Hempstead’s temporary redistricting committee will also hold a public meeting on the maps on Tuesday, Jan. 3, at 10:30 a.m. and Monday, Jan. 9, at 7 p.m. at town hall. 

Every 10 years, the town is directed to participate in the redistricting process by town code in order to revise districts to ensure none contain a substantially disproportionate difference in the size of the voter population compared to other districts.

As it stands, Hempstead currently has six councilmanic districts, which are each represented by one member of the Town Board. In addition to the six elected officials, the town supervisor also sits on the seven-member board.

Hempstead’s Town Board is currently made up of five Republican council members, Democrat Dorothy Goosby and Republican Supervisor Don Clavin. 

The new maps were drawn by consultants from Schenectady-based Skylin Consulting, a political data firm. 

Portions of Floral Park, New Hyde Park and Mineola currently sit in District 2, represented by Council Member Thomas Muscarella. According to the new proposal, they would all remain in District 2.

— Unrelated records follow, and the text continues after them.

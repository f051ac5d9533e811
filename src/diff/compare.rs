//! File equality oracle

use crate::hash::compute_hash;
use crate::types::{FileEntry, SyncError};
use std::path::Path;

/// Decide whether a source file and its replica counterpart are identical.
///
/// Tiered comparison, cheapest check first:
///
/// 1. **Size**: different lengths are never equal; no further I/O.
/// 2. **Mtime**: equal recorded modification times are trusted as "already
///    copied" without reading content. A same-length, same-mtime pair whose
///    bytes were changed by timestamp-preserving tooling is therefore
///    skipped; the inverse (touched but unchanged) costs one hash pass.
/// 3. **Content**: differing mtimes with matching lengths fall back to a
///    full Blake3 digest of both files.
///
/// Both entries must describe existing regular files; `src_root` and
/// `replica_root` anchor their relative paths for the content tier.
pub fn files_equal(
    src_root: &Path,
    replica_root: &Path,
    src: &FileEntry,
    replica: &FileEntry,
) -> Result<bool, SyncError> {
    // Tier 1: size mismatch = definitely different
    if src.size != replica.size {
        return Ok(false);
    }

    // Tier 2: equal mtime = treated as unchanged, content never read
    if src.mtime == replica.mtime {
        return Ok(true);
    }

    // Tier 3: content digest
    let src_hash = compute_hash(&src_root.join(&src.path))?;
    let replica_hash = compute_hash(&replica_root.join(&replica.path))?;

    Ok(src_hash == replica_hash)
}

Hempstead’s adjusted population is 794,289, according to Skyline. State law requires no more than 5% total population deviation is allowed between districts to keep them equal. The proposal goes from a population deviation of nearly 12% to 1.39%, Skyline said in a report. 

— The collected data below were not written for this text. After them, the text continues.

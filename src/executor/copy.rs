//! Atomic file copy implementation

use crate::types::SyncError;
use std::fs::{self, File};
use std::io::{Read, Write};
use std::path::Path;

/// Copy a file atomically using the write-then-rename strategy.
///
/// 1. Write to a temporary `<name>.mirra-part` staging file
/// 2. Flush and sync to disk
/// 3. Preserve metadata (permissions, mtime)
/// 4. Atomic rename to the final destination
///
/// Parent directories of `dest` are created as needed. If `dest` exists it
/// is overwritten; if a directory occupies `dest` (the source path changed
/// kind) it is removed first.
///
/// # Returns
/// * `Ok(u64)` - Number of bytes copied
/// * `Err(SyncError)` - the failure, carrying the destination path
pub fn copy_file_atomic(src: &Path, dest: &Path) -> Result<u64, SyncError> {
    let fail = |source: std::io::Error| SyncError::Copy {
        path: dest.to_path_buf(),
        source,
    };

    if let Some(parent) = dest.parent() {
        fs::create_dir_all(parent).map_err(fail)?;
    }

    // symlink_metadata does not follow links, so a symlink at dest is
    // removed as a link rather than deleted through to its target.
    match fs::symlink_metadata(dest) {
        Ok(meta) if meta.is_dir() => fs::remove_dir_all(dest).map_err(fail)?,
        Ok(meta) if meta.file_type().is_symlink() => fs::remove_file(dest).map_err(fail)?,
        _ => {}
    }

    // Appended to the full file name, so `a.txt` stages as
    // `a.txt.mirra-part` and cannot clobber a sibling `a.mirra-part`.
    let file_name = dest
        .file_name()
        .ok_or_else(|| fail(std::io::Error::other("destination has no file name")))?;
    let mut part_name = file_name.to_os_string();
    part_name.push(".mirra-part");
    let part_path = dest.with_file_name(part_name);

    let mut src_file = File::open(src).map_err(fail)?;
    let mut part_file = File::create(&part_path).map_err(fail)?;

    let mut buffer = vec![0u8; 128 * 1024];
    let mut total_bytes = 0u64;

    loop {
        let bytes_read = src_file.read(&mut buffer).map_err(fail)?;

        if bytes_read == 0 {
            break; // EOF
        }

        part_file.write_all(&buffer[0..bytes_read]).map_err(fail)?;
        total_bytes += bytes_read as u64;
    }

    part_file.sync_all().map_err(fail)?;

    // Drop the file handle before rename (required on Windows)
    drop(part_file);

    let src_metadata = fs::metadata(src).map_err(fail)?;

    fs::set_permissions(&part_path, src_metadata.permissions()).map_err(fail)?;

    // Carrying the source mtime across is what lets the next pass's
    // equality oracle short-circuit on the timestamp tier.
    let mtime = src_metadata.modified().map_err(fail)?;
    let filetime_mtime = filetime::FileTime::from_system_time(mtime);
    filetime::set_file_mtime(&part_path, filetime_mtime).map_err(fail)?;

    // Atomic on POSIX systems (single syscall)
    fs::rename(&part_path, dest).map_err(fail)?;

    Ok(total_bytes)
}

#[cfg(test)]
mod tests {
    use super::*;
    use tempfile::TempDir;

    #[test]
    fn test_copy_basic() {
        let dir = TempDir::new().expect("create tempdir");
        let src = dir.path().join("src.txt");
        let dest = dir.path().join("dest.txt");
        fs::write(&src, b"payload").expect("write src");

        let bytes = copy_file_atomic(&src, &dest).expect("copy should succeed");

        assert_eq!(bytes, 7);
        assert_eq!(fs::read(&dest).expect("read dest"), b"payload");
        assert!(!dir.path().join("dest.txt.mirra-part").exists());
    }

    #[test]
    fn test_copy_creates_parent_directories() {
        let dir = TempDir::new().expect("create tempdir");
        let src = dir.path().join("src.txt");
        let dest = dir.path().join("deep/nested/dest.txt");
        fs::write(&src, b"x").expect("write src");

        copy_file_atomic(&src, &dest).expect("copy should succeed");

        assert!(dest.exists());
    }

    #[test]
    fn test_copy_overwrites_existing_file() {
        let dir = TempDir::new().expect("create tempdir");
        let src = dir.path().join("src.txt");
        let dest = dir.path().join("dest.txt");
        fs::write(&src, b"new").expect("write src");
        fs::write(&dest, b"old-content").expect("write dest");

        copy_file_atomic(&src, &dest).expect("copy should succeed");

        assert_eq!(fs::read(&dest).expect("read dest"), b"new");
    }

    #[test]
    fn test_copy_replaces_directory_at_destination() {
        let dir = TempDir::new().expect("create tempdir");
        let src = dir.path().join("src.txt");
        let dest = dir.path().join("was-a-dir");
        fs::write(&src, b"file-now").expect("write src");
        fs::create_dir(&dest).expect("create blocking dir");
        fs::write(dest.join("stale.txt"), b"stale").expect("write stale");

        copy_file_atomic(&src, &dest).expect("copy should replace the directory");

        assert!(dest.is_file());
        assert_eq!(fs::read(&dest).expect("read dest"), b"file-now");
    }

    #[cfg(unix)]
    #[test]
    fn test_copy_replaces_symlink_at_destination() {
        let dir = TempDir::new().expect("create tempdir");
        let src = dir.path().join("src.txt");
        let target = dir.path().join("target.txt");
        let dest = dir.path().join("was-a-link");
        fs::write(&src, b"file-now").expect("write src");
        fs::write(&target, b"pointed-at").expect("write target");
        std::os::unix::fs::symlink(&target, &dest).expect("create symlink");

        copy_file_atomic(&src, &dest).expect("copy should replace the link");

        let meta = fs::symlink_metadata(&dest).expect("stat dest");
        assert!(meta.is_file(), "dest must be a regular file, not a link");
        assert_eq!(fs::read(&dest).expect("read dest"), b"file-now");
        // the link target itself is untouched
        assert_eq!(fs::read(&target).expect("read target"), b"pointed-at");
    }

    #[test]
    fn test_staging_does_not_clobber_part_named_sibling() {
        // Staging `a.txt` must leave an already-mirrored `a.mirra-part`
        // sibling untouched.
        let dir = TempDir::new().expect("create tempdir");
        let src = dir.path().join("a.txt");
        let dest_dir = dir.path().join("replica");
        fs::create_dir(&dest_dir).expect("create replica dir");
        fs::write(&src, b"payload").expect("write src");
        fs::write(dest_dir.join("a.mirra-part"), b"sibling").expect("write sibling");

        copy_file_atomic(&src, &dest_dir.join("a.txt")).expect("copy should succeed");

        assert_eq!(
            fs::read(dest_dir.join("a.mirra-part")).expect("read sibling"),
            b"sibling"
        );
        assert_eq!(fs::read(dest_dir.join("a.txt")).expect("read dest"), b"payload");
    }

    #[test]
    fn test_copy_preserves_mtime() {
        let dir = TempDir::new().expect("create tempdir");
        let src = dir.path().join("src.txt");
        let dest = dir.path().join("dest.txt");
        fs::write(&src, b"payload").expect("write src");

        let pinned = filetime::FileTime::from_unix_time(1_600_000_000, 0);
        filetime::set_file_mtime(&src, pinned).expect("pin src mtime");

        copy_file_atomic(&src, &dest).expect("copy should succeed");

        let src_mtime = fs::metadata(&src).unwrap().modified().unwrap();
        let dest_mtime = fs::metadata(&dest).unwrap().modified().unwrap();
        assert_eq!(src_mtime, dest_mtime);
    }

    #[test]
    fn test_copy_missing_source_fails_with_dest_path() {
        let dir = TempDir::new().expect("create tempdir");
        let src = dir.path().join("missing.txt");
        let dest = dir.path().join("dest.txt");

        let err = copy_file_atomic(&src, &dest).expect_err("copy should fail");
        assert_eq!(err.path(), Some(dest.as_path()));
    }
}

The Town of Hempstead’s District 2 as it currently stands. (Photo courtesy of the Town of Hempstead)
The Town of Hempstead’s District 2 under the newest redistricting proposal. (Photo courtesy of the Town of Hempstead)

Under the proposal, an average of 92% of the cores of each district is preserved. Twenty-one of the 22 incorporated villages remain whole in the new proposal aside from Hempstead Village, which was split to achieve equal populations, according to Skyline. 

Out of the 35 unincorporated areas, known as “Census Designated Places,” 28 are kept whole. 

East Meadow, Franklin Square, North Valley Stream, Baldwin, Uniondale and Woodmere each contain portions of two Districts each while West Hempstead contains portions of three districts.

During the most recent public hearing, many residents called to keep communities of color together. 

“My communities Elmont and Valley Stream have been separated by all levels of redistricting for the last 10 years,” said Mimi Pierre Johnson of the Elmont Cultural Center. “It is a systematic way of stopping us from growing. Black and brown people have fought for every little thing that should come naturally in government.”

This redistricting process is the first time in the town’s 378-year history the board chose to use an independent commission, which is comprised of three people who were appointed unanimously. 

Gary Hudes, a former Republican councilman for the 6th District, chairs the commission, and sits alongside Albert D’Agostino, a Republican, and Dorothy Brazley, a Democrat.

There were also additional calls to maintain the areas of Baldwin, a hamlet, Uniondale and Elmont within one district.

The white, non-Hispanic or Latino population makes up 52.4% of Hempstead, according to the U.S. Census. However, five of the six councilmanic districts are majority white while 47% of the town are people of color.